Problem statement: Return every line in the entries below where the word "HealthState" shows up.

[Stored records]
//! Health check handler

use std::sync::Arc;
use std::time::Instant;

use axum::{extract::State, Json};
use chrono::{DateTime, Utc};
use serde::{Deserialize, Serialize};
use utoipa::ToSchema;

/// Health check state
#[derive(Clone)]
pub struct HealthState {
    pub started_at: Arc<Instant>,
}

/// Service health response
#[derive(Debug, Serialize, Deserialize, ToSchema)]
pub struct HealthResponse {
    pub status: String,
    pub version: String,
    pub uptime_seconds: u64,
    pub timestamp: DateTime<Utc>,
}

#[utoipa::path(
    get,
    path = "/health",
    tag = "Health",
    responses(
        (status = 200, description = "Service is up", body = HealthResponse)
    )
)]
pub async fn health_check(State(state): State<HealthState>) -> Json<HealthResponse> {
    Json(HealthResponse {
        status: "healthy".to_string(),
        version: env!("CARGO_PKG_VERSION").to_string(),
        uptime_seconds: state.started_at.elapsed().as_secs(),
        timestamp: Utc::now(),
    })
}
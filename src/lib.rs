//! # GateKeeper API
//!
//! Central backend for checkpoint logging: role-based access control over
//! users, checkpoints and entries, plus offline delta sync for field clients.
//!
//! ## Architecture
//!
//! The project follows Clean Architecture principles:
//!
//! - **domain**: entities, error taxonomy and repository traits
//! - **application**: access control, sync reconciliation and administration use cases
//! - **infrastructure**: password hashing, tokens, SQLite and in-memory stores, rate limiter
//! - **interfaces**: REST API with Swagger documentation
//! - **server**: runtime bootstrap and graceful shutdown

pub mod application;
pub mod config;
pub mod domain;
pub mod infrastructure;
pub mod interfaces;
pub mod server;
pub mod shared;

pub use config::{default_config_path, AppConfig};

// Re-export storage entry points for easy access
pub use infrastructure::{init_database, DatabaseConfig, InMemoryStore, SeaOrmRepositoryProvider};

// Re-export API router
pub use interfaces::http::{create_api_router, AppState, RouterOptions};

---

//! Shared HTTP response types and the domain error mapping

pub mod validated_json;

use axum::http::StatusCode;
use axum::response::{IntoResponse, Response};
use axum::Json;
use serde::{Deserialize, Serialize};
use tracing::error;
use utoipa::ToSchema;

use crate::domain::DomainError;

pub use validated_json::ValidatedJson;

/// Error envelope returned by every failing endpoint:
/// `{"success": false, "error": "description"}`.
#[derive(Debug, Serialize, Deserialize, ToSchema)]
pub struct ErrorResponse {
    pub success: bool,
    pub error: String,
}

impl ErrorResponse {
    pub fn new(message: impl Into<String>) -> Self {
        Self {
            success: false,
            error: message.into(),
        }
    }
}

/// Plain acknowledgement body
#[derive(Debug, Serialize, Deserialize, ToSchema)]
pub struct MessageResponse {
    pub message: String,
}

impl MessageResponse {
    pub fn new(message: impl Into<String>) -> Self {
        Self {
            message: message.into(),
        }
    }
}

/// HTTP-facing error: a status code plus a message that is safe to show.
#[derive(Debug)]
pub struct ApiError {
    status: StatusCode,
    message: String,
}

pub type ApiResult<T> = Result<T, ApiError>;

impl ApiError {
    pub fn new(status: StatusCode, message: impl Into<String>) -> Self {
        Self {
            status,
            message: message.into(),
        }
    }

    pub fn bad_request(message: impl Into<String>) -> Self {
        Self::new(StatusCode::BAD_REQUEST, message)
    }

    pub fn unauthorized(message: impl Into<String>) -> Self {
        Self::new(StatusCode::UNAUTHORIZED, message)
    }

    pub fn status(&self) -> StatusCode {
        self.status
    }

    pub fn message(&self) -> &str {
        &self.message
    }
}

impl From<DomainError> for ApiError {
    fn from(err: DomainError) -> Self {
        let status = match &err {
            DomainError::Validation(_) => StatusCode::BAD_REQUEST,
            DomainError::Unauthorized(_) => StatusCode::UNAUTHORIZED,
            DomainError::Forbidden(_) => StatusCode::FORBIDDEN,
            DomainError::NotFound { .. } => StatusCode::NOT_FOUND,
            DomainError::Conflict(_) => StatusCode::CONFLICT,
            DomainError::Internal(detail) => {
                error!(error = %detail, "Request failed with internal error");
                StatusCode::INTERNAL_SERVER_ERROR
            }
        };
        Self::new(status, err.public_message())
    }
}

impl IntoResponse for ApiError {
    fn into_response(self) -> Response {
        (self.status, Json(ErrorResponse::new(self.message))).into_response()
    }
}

Task output:
pub struct HealthState {
pub async fn health_check(State(state): State<HealthState>) -> Json<HealthResponse> {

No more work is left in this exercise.